# ASSIGNMENT:
Pick out the lines below that include the string "impl".

*** Opening of RECORDS SUPPLIED ***

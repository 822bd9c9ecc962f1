//! Integration tests for grouping, aggregation and resequencing.
//!
//! Tests cover:
//! - Exactly-once drains under concurrent completion
//! - Group isolation across interleaved ids
//! - Sentinel grouping for events without a correlation id
//! - Ordering of resequenced groups
//! - Aggregation failures and over-delivery
//! - Expiry sweeps racing completions

use correlator_core::prelude::*;
use std::collections::HashSet;
use std::sync::atomic::{AtomicUsize, Ordering};
use std::sync::{Arc, Barrier};
use std::thread;
use std::time::Duration;

fn concat(group: &GroupSnapshot<String>) -> std::result::Result<Event<String>, BoxError> {
    Ok(Event::merged(group.group_id(), group.payloads().map(String::as_str).collect()))
}

fn text(payload: &str) -> Event<String> {
    Event::new(payload.to_string())
}

// ============================================================================
// Exactly-Once Drain Tests
// ============================================================================

#[test]
fn test_two_threads_complete_group_once() {
    for _ in 0..200 {
        let aggregator = Arc::new(Aggregator::with_strategy(concat));
        let barrier = Arc::new(Barrier::new(2));

        let handles: Vec<_> = [("A", 1), ("B", 2)]
            .into_iter()
            .map(|(payload, seq)| {
                let aggregator = Arc::clone(&aggregator);
                let barrier = Arc::clone(&barrier);
                thread::spawn(move || {
                    barrier.wait();
                    aggregator.process(text(payload).with_correlation("x", seq, 2)).unwrap()
                })
            })
            .collect();

        let emitted: Vec<_> = handles
            .into_iter()
            .filter_map(|h| h.join().unwrap())
            .collect();

        assert_eq!(emitted.len(), 1);
        assert_eq!(emitted[0].payload().len(), 2);
        assert!(!aggregator.correlator().registry().contains(&GroupId::new("x")));
    }
}

#[test]
fn test_strategy_runs_once_per_group_under_contention() {
    const THREADS: usize = 8;
    const GROUP_SIZE: usize = 16;

    let invocations = Arc::new(AtomicUsize::new(0));
    let counter = Arc::clone(&invocations);
    let aggregator = Arc::new(Aggregator::with_strategy(
        move |group: &GroupSnapshot<u32>| -> std::result::Result<Event<u32>, BoxError> {
            counter.fetch_add(1, Ordering::SeqCst);
            Ok(Event::merged(group.group_id(), group.len() as u32))
        },
    ));
    let barrier = Arc::new(Barrier::new(THREADS));

    let handles: Vec<_> = (0..THREADS)
        .map(|t| {
            let aggregator = Arc::clone(&aggregator);
            let barrier = Arc::clone(&barrier);
            thread::spawn(move || {
                barrier.wait();
                let mut emitted = Vec::new();
                for seq in (t..GROUP_SIZE).step_by(THREADS) {
                    let event = Event::new(seq as u32).with_correlation("shared", seq as u32 + 1, GROUP_SIZE);
                    if let Some(merged) = aggregator.process(event).unwrap() {
                        emitted.push(merged);
                    }
                }
                emitted
            })
        })
        .collect();

    let emitted: Vec<_> = handles.into_iter().flat_map(|h| h.join().unwrap()).collect();
    assert_eq!(emitted.len(), 1);
    assert_eq!(*emitted[0].payload(), GROUP_SIZE as u32);
    assert_eq!(invocations.load(Ordering::SeqCst), 1);
    assert!(aggregator.correlator().registry().is_empty());
}

// ============================================================================
// Isolation Tests
// ============================================================================

#[test]
fn test_interleaved_ids_never_mix() {
    const IDS: usize = 32;
    const SIZE: usize = 4;

    let resequencer = Arc::new(Resequencer::<String>::by_sequence());
    let barrier = Arc::new(Barrier::new(SIZE));

    let handles: Vec<_> = (1..=SIZE)
        .map(|seq| {
            let resequencer = Arc::clone(&resequencer);
            let barrier = Arc::clone(&barrier);
            thread::spawn(move || {
                barrier.wait();
                let mut released = Vec::new();
                for id in 0..IDS {
                    let group = format!("order-{}", id);
                    let event = Event::new(group.clone()).with_correlation(group, seq as u32, SIZE);
                    let batch = resequencer.process(event).unwrap();
                    if !batch.is_empty() {
                        released.push(batch);
                    }
                }
                released
            })
        })
        .collect();

    let batches: Vec<_> = handles.into_iter().flat_map(|h| h.join().unwrap()).collect();
    assert_eq!(batches.len(), IDS);

    let mut seen = HashSet::new();
    for batch in &batches {
        assert_eq!(batch.len(), SIZE);
        let owner = batch[0].correlation_id().unwrap().to_string();
        assert!(batch.iter().all(|e| e.payload() == &owner));
        let sequences: Vec<_> = batch.iter().map(|e| e.correlation_sequence()).collect();
        assert_eq!(sequences, (1..=SIZE as u32).map(Some).collect::<Vec<_>>());
        assert!(seen.insert(owner));
    }
}

// ============================================================================
// Sentinel Grouping Tests
// ============================================================================

#[test]
fn test_uncorrelated_events_share_sentinel_group() {
    let aggregator = Aggregator::new(Correlator::new(FixedCount(2)), concat);

    assert!(aggregator.process(text("a")).unwrap().is_none());
    let merged = aggregator.process(text("b")).unwrap().unwrap();
    assert_eq!(merged.correlation_id(), Some(NO_CORRELATION_ID));
    assert_eq!(merged.payload(), "ab");

    // a drained sentinel group does not block the next one
    assert!(aggregator.process(text("c")).unwrap().is_none());
    assert!(aggregator
        .correlator()
        .registry()
        .contains(&GroupId::new(NO_CORRELATION_ID)));
    let merged = aggregator.process(text("d")).unwrap().unwrap();
    assert_eq!(merged.payload(), "cd");
}

#[test]
fn test_unset_marker_folds_to_sentinel() {
    let aggregator = Aggregator::new(Correlator::new(FixedCount(2)), concat);
    aggregator.process(text("a").with_correlation_id("-1")).unwrap();
    let merged = aggregator.process(text("b")).unwrap().unwrap();
    assert_eq!(merged.payload(), "ab");
}

// ============================================================================
// Ordering And Aggregation Tests
// ============================================================================

#[test]
fn test_resequencer_orders_by_sequence() {
    let resequencer = Resequencer::<String>::by_sequence();

    assert!(resequencer.process(text("3").with_correlation("x", 3, 3)).unwrap().is_empty());
    assert!(resequencer.process(text("1").with_correlation("x", 1, 3)).unwrap().is_empty());
    let released = resequencer.process(text("2").with_correlation("x", 2, 3)).unwrap();

    let payloads: Vec<_> = released.iter().map(|e| e.payload().as_str()).collect();
    assert_eq!(payloads, vec!["1", "2", "3"]);
}

#[test]
fn test_concatenation_in_arrival_order() {
    let aggregator = Aggregator::with_strategy(concat);

    aggregator.process(text("foo").with_correlation("x", 2, 2)).unwrap();
    let merged = aggregator.process(text("bar").with_correlation("x", 1, 2)).unwrap().unwrap();

    assert_eq!(merged.payload(), "foobar");
    assert!(aggregator.correlator().registry().is_empty());
}

#[test]
fn test_failed_aggregation_is_not_retried() {
    let attempts = Arc::new(AtomicUsize::new(0));
    let counter = Arc::clone(&attempts);
    let aggregator = Aggregator::with_strategy(
        move |_: &GroupSnapshot<String>| -> std::result::Result<Event<String>, BoxError> {
            counter.fetch_add(1, Ordering::SeqCst);
            Err("downstream schema mismatch".into())
        },
    );

    aggregator.process(text("a").with_correlation("x", 1, 2)).unwrap();
    let err = aggregator.process(text("b").with_correlation("x", 2, 2)).unwrap_err();
    assert_eq!(err.code(), ErrorCode::AggregationFailed);
    assert!(std::error::Error::source(&err).is_some());
    assert!(aggregator.correlator().registry().is_empty());

    // the next member opens a fresh group rather than replaying the failed one
    assert!(aggregator.process(text("c").with_correlation("x", 1, 2)).unwrap().is_none());
    assert_eq!(attempts.load(Ordering::SeqCst), 1);
}

#[test]
fn test_over_delivery_rejected_without_side_effects() {
    let aggregator = Aggregator::with_strategy(concat);
    aggregator.process(text("a").with_correlation("x", 1, 2)).unwrap();
    aggregator.process(text("z").with_correlation("y", 1, 2)).unwrap();

    let err = aggregator.process(text("b").with_correlation("x", 3, 2)).unwrap_err();
    assert_eq!(err.code(), ErrorCode::SequenceOutOfRange);
    assert_eq!(aggregator.correlator().registry().get(&GroupId::new("x")).unwrap().size(), 1);
    assert_eq!(aggregator.correlator().registry().get(&GroupId::new("y")).unwrap().size(), 1);

    let merged = aggregator.process(text("b").with_correlation("x", 2, 2)).unwrap().unwrap();
    assert_eq!(merged.payload(), "ab");
}

#[test]
fn test_group_without_size_never_completes() {
    let resequencer = Resequencer::<String>::by_sequence();
    for i in 0..10 {
        let released = resequencer
            .process(text(&i.to_string()).with_correlation_id("open-ended"))
            .unwrap();
        assert!(released.is_empty());
    }
    let group = resequencer
        .correlator()
        .registry()
        .get(&GroupId::new("open-ended"))
        .unwrap();
    assert_eq!(group.size(), 10);
}

// ============================================================================
// Claim And Expiry Tests
// ============================================================================

#[test]
fn test_claim_is_compare_and_remove() {
    let registry = GroupRegistry::new();
    let id = GroupId::new("x");

    let stale = registry.add_event(&id, Event::new(1u32)).unwrap();
    assert!(registry.claim(&stale));

    let fresh = registry.add_event(&id, Event::new(2u32)).unwrap();
    assert!(!registry.claim(&stale));
    assert!(registry.contains(&id));
    assert!(registry.claim(&fresh));
    assert!(!registry.claim(&fresh));
}

#[test]
fn test_sealed_group_rejects_appends() {
    let registry = GroupRegistry::new();
    let id = GroupId::new("x");
    let group = registry.add_event(&id, Event::new(1u32)).unwrap();
    registry.remove(&id).unwrap();

    let err = group.add_event(Event::new(2u32)).unwrap_err();
    assert_eq!(err.code(), ErrorCode::GroupAlreadyDrained);
}

#[test]
fn test_sweep_racing_completion_drains_once() {
    for _ in 0..100 {
        let correlator = Correlator::new(ExpectedSize)
            .with_timeout(Duration::from_millis(1))
            .with_fail_on_timeout(false);
        let aggregator = Arc::new(Aggregator::new(correlator, concat));
        aggregator.process(text("a").with_correlation("x", 1, 2)).unwrap();
        thread::sleep(Duration::from_millis(2));

        let barrier = Arc::new(Barrier::new(2));
        let completer = {
            let aggregator = Arc::clone(&aggregator);
            let barrier = Arc::clone(&barrier);
            thread::spawn(move || {
                barrier.wait();
                aggregator.process(text("b").with_correlation("x", 2, 2))
            })
        };
        let sweeper = {
            let aggregator = Arc::clone(&aggregator);
            let barrier = Arc::clone(&barrier);
            thread::spawn(move || {
                barrier.wait();
                aggregator.sweep_expired()
            })
        };

        let completed = completer.join().unwrap();
        let swept = sweeper.join().unwrap();

        let from_completion = usize::from(matches!(completed, Ok(Some(_))));
        // a sweep that won leaves "b" to open a fresh group
        let from_sweep = swept.emitted.len();
        assert_eq!(from_completion + from_sweep, 1);
        assert!(swept.errors.is_empty());
    }
}

#[test]
fn test_late_arrival_guard_drops_reused_id() {
    let correlator = Correlator::new(ExpectedSize).with_processed_capacity(8);
    let aggregator = Aggregator::new(correlator, concat);

    aggregator.process(text("a").with_correlation("x", 1, 1)).unwrap().unwrap();
    assert!(aggregator.process(text("late").with_correlation("x", 1, 1)).unwrap().is_none());
    assert!(aggregator.correlator().registry().is_empty());
}

#[test]
fn test_late_member_racing_completion_never_reopens_group() {
    for _ in 0..200 {
        let correlator = Correlator::new(ExpectedSize).with_processed_capacity(8);
        let aggregator = Arc::new(Aggregator::new(correlator, concat));
        assert!(aggregator.process(text("a").with_correlation("x", 1, 2)).unwrap().is_none());
        let barrier = Arc::new(Barrier::new(2));

        let handles: Vec<_> = [("b", 2), ("late", 1)]
            .into_iter()
            .map(|(payload, seq)| {
                let aggregator = Arc::clone(&aggregator);
                let barrier = Arc::clone(&barrier);
                thread::spawn(move || {
                    barrier.wait();
                    aggregator.process(text(payload).with_correlation("x", seq, 2)).unwrap()
                })
            })
            .collect();

        let emitted: Vec<_> = handles
            .into_iter()
            .filter_map(|h| h.join().unwrap())
            .collect();

        assert_eq!(emitted.len(), 1);
        assert!(aggregator.correlator().registry().is_empty());
    }
}

#[test]
fn test_config_driven_correlator() {
    let config = CorrelationConfig {
        no_correlation_id: "orphans".to_string(),
        processed_group_capacity: 4,
        shard_amount: Some(4),
        ..Default::default()
    };
    let correlator = Correlator::from_config(&config, FixedCount(1)).unwrap();
    let aggregator = Aggregator::new(correlator, concat);

    let merged = aggregator.process(text("solo")).unwrap().unwrap();
    assert_eq!(merged.correlation_id(), Some("orphans"));
    // uncorrelated events start a fresh group even with the guard on
    let again = aggregator.process(text("again")).unwrap().unwrap();
    assert_eq!(again.payload(), "again");
    assert_eq!(again.correlation_id(), Some("orphans"));
}
//! Configuration commands.
//!
//! Shows the effective configuration and writes a starter config file.

use anyhow::{Context, Result};
use clap::Subcommand;
use correlator_core::config::Config;
use std::path::PathBuf;

use crate::output::{self, OutputFormat};

#[derive(Subcommand)]
pub enum ConfigCommands {
    /// Show the effective configuration (file, environment and defaults)
    Show,

    /// Write the default configuration as TOML
    Init {
        /// Destination file
        #[arg(default_value = "correlator.toml")]
        path: PathBuf,

        /// Overwrite an existing file
        #[arg(short, long)]
        force: bool,
    },
}

/// Render a configuration as TOML.
fn to_toml(config: &Config) -> Result<String> {
    toml::to_string_pretty(config).context("Failed to serialize config")
}

pub fn execute(cmd: ConfigCommands, config: &Config, format: OutputFormat) -> Result<()> {
    match cmd {
        ConfigCommands::Show => match format {
            OutputFormat::Table => {
                output::print_header("Configuration");
                print!("{}", to_toml(config)?);
            }
            _ => output::print_item(config, format)?,
        },

        ConfigCommands::Init { path, force } => {
            if path.exists() && !force {
                output::print_info(&format!(
                    "{} already exists. Use --force to overwrite.",
                    path.display()
                ));
                return Ok(());
            }

            if let Some(parent) = path.parent().filter(|p| !p.as_os_str().is_empty()) {
                std::fs::create_dir_all(parent)
                    .with_context(|| format!("Failed to create {}", parent.display()))?;
            }
            std::fs::write(&path, to_toml(&Config::default())?)
                .with_context(|| format!("Failed to write {}", path.display()))?;

            output::print_success(&format!("Wrote {}", path.display()));
        }
    }

    Ok(())
}
//! Admission and claim core shared by the aggregator and the resequencer.
//!
//! A `Correlator` owns one registry (one correlation domain). It resolves
//! each event's group id, screens late arrivals, appends through the
//! registry's atomic append-check-claim step and hands completed groups to
//! its caller as owned snapshots. It owns no threads: expiry happens only
//! when the caller sweeps.

use std::time::Duration;
use tracing::{debug, warn};

use super::group::{EventGroup, GroupSnapshot};
use super::policy::{CompletionPolicy, ExpectedSize};
use super::processed::ProcessedGroups;
use super::registry::{Admission, GroupRegistry};
use crate::config::CorrelationConfig;
use crate::error::{CorrelationError, Result};
use crate::events::{Event, GroupId, NO_CORRELATION_ID};
use crate::telemetry::CorrelationMetrics;

/// Outcome of offering one event to a correlator.
#[derive(Debug)]
pub enum Offer<P> {
    /// Appended; the group is still collecting.
    Pending(GroupId),
    /// This event completed its group and this caller owns the drain.
    Complete(GroupSnapshot<P>),
    /// Dropped: the group was drained recently.
    LateArrival(GroupId),
}

/// Result of an expiry sweep over one stage.
#[derive(Debug)]
pub struct SweepReport<T> {
    /// Partial results forwarded downstream
    pub emitted: Vec<T>,
    /// Expired or failed groups
    pub errors: Vec<CorrelationError>,
}

impl<T> Default for SweepReport<T> {
    fn default() -> Self {
        Self {
            emitted: Vec::new(),
            errors: Vec::new(),
        }
    }
}

impl<T> SweepReport<T> {
    pub fn is_empty(&self) -> bool {
        self.emitted.is_empty() && self.errors.is_empty()
    }
}

/// Shared grouping core.
pub struct Correlator<P> {
    stage: &'static str,
    registry: GroupRegistry<P>,
    policy: Box<dyn CompletionPolicy<P>>,
    processed: ProcessedGroups,
    no_correlation_id: String,
    timeout: Option<Duration>,
    fail_on_timeout: bool,
}

impl<P: Send + Sync + 'static> Default for Correlator<P> {
    fn default() -> Self {
        Self::new(ExpectedSize)
    }
}

impl<P: Send + Sync + 'static> Correlator<P> {
    /// Create a correlator with the given completion policy and default
    /// settings: no timeout, late-arrival guard off, `"no-id"` sentinel.
    pub fn new(policy: impl CompletionPolicy<P> + 'static) -> Self {
        Self {
            stage: "correlator",
            registry: GroupRegistry::new(),
            policy: Box::new(policy),
            processed: ProcessedGroups::new(0),
            no_correlation_id: NO_CORRELATION_ID.to_string(),
            timeout: None,
            fail_on_timeout: true,
        }
    }

    /// Create a correlator from configuration.
    pub fn from_config(
        config: &CorrelationConfig,
        policy: impl CompletionPolicy<P> + 'static,
    ) -> Result<Self> {
        let registry = match config.shard_amount {
            Some(shards) => GroupRegistry::with_shard_amount(shards)?,
            None => GroupRegistry::new(),
        };
        Ok(Self {
            stage: "correlator",
            registry,
            policy: Box::new(policy),
            processed: ProcessedGroups::new(config.processed_group_capacity),
            no_correlation_id: config.no_correlation_id.clone(),
            timeout: config.timeout,
            fail_on_timeout: config.fail_on_timeout,
        })
    }

    /// Claim groups older than `timeout` on the next sweep.
    pub fn with_timeout(mut self, timeout: Duration) -> Self {
        self.timeout = Some(timeout);
        self
    }

    /// Whether swept groups are reported as failures (`true`) or forwarded
    /// partially (`false`).
    pub fn with_fail_on_timeout(mut self, fail: bool) -> Self {
        self.fail_on_timeout = fail;
        self
    }

    /// Remember the last `capacity` drained group ids and drop late arrivals
    /// for them.
    pub fn with_processed_capacity(mut self, capacity: usize) -> Self {
        self.processed = ProcessedGroups::new(capacity);
        self
    }

    /// Group id used for events without a correlation id.
    pub fn with_no_correlation_id(mut self, sentinel: impl Into<String>) -> Self {
        self.no_correlation_id = sentinel.into();
        self
    }

    pub(crate) fn set_stage(&mut self, stage: &'static str) {
        self.stage = stage;
    }

    pub fn stage(&self) -> &'static str {
        self.stage
    }

    pub fn registry(&self) -> &GroupRegistry<P> {
        &self.registry
    }

    pub fn fail_on_timeout(&self) -> bool {
        self.fail_on_timeout
    }

    pub fn timeout(&self) -> Option<Duration> {
        self.timeout
    }

    /// Group id an event will be filed under.
    pub fn group_id_for(&self, event: &Event<P>) -> GroupId {
        event.group_id(&self.no_correlation_id)
    }

    /// Offer one event.
    ///
    /// Append, completion check and claim happen as one step per group id.
    /// At most one call ever returns [`Offer::Complete`] for a group.
    pub fn offer(&self, event: Event<P>) -> Result<Offer<P>> {
        CorrelationMetrics::event_received(self.stage);
        let group_id = self.group_id_for(&event);
        let event_id = event.id();

        let admission = self.registry.add_and_claim_guarded(
            &group_id,
            event,
            self.policy.as_ref(),
            self.guard_for(&group_id),
        )?;

        match admission {
            Admission::Pending { group, opened } => {
                if opened {
                    self.on_group_opened(&group);
                }
                Ok(Offer::Pending(group_id))
            }
            Admission::Complete { group, published } => {
                if published {
                    CorrelationMetrics::group_closed(self.stage);
                }
                debug!(
                    stage = self.stage,
                    group_id = %group_id,
                    size = group.size(),
                    "Event group complete"
                );
                Ok(Offer::Complete(group.drain()))
            }
            Admission::LateArrival => {
                debug!(
                    stage = self.stage,
                    group_id = %group_id,
                    event_id = %event_id,
                    "Event received for an already drained group, dropping"
                );
                CorrelationMetrics::late_arrival(self.stage);
                Ok(Offer::LateArrival(group_id))
            }
        }
    }

    /// Claim every group older than the configured timeout.
    ///
    /// Each group is claimed with compare-and-remove, so a group that
    /// completes concurrently is drained by exactly one side.
    pub fn sweep_expired(&self) -> Vec<GroupSnapshot<P>> {
        let Some(timeout) = self.timeout else {
            return Vec::new();
        };

        let mut expired = Vec::new();
        for group in self.registry.groups() {
            if group.age() < timeout {
                continue;
            }
            if self.registry.claim_guarded(&group, self.guard_for(group.group_id())) {
                debug!(
                    stage = self.stage,
                    group_id = %group.group_id(),
                    size = group.size(),
                    expected = ?group.expected_size(),
                    "Event group expired"
                );
                CorrelationMetrics::group_closed(self.stage);
                CorrelationMetrics::group_expired(self.stage, !self.fail_on_timeout);
                expired.push(group.drain());
            }
        }
        expired
    }

    /// Report for a group claimed by a sweep when timeouts are failures.
    pub(crate) fn timeout_error(&self, snapshot: &GroupSnapshot<P>) -> CorrelationError {
        let err = CorrelationError::correlation_timeout(
            snapshot.group_id().as_str(),
            snapshot.len(),
            snapshot.expected_size(),
        );
        err.log();
        err
    }

    fn on_group_opened(&self, group: &EventGroup<P>) {
        CorrelationMetrics::group_opened(self.stage);
        if self.policy.requires_declared_size() && group.expected_size().is_none() {
            warn!(
                stage = self.stage,
                group_id = %group.group_id(),
                "Event group opened without a declared size; the size-based completion policy will never fire for it"
            );
            CorrelationMetrics::unbounded_group(self.stage);
        }
    }

    /// Late-arrival guard for `group_id`. The no-correlation-id group is
    /// exempt: uncorrelated events always start a fresh group.
    fn guard_for(&self, group_id: &GroupId) -> Option<&ProcessedGroups> {
        (group_id.as_str() != self.no_correlation_id).then_some(&self.processed)
    }
}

*** Close of RECORDS SUPPLIED ***

# REPLY TO THE EXERCISE:
impl<T> Default for SweepReport<T> {
impl<T> SweepReport<T> {
impl<P: Send + Sync + 'static> Default for Correlator<P> {
impl<P: Send + Sync + 'static> Correlator<P> {
    pub fn new(policy: impl CompletionPolicy<P> + 'static) -> Self {
        policy: impl CompletionPolicy<P> + 'static,
    pub fn with_no_correlation_id(mut self, sentinel: impl Into<String>) -> Self {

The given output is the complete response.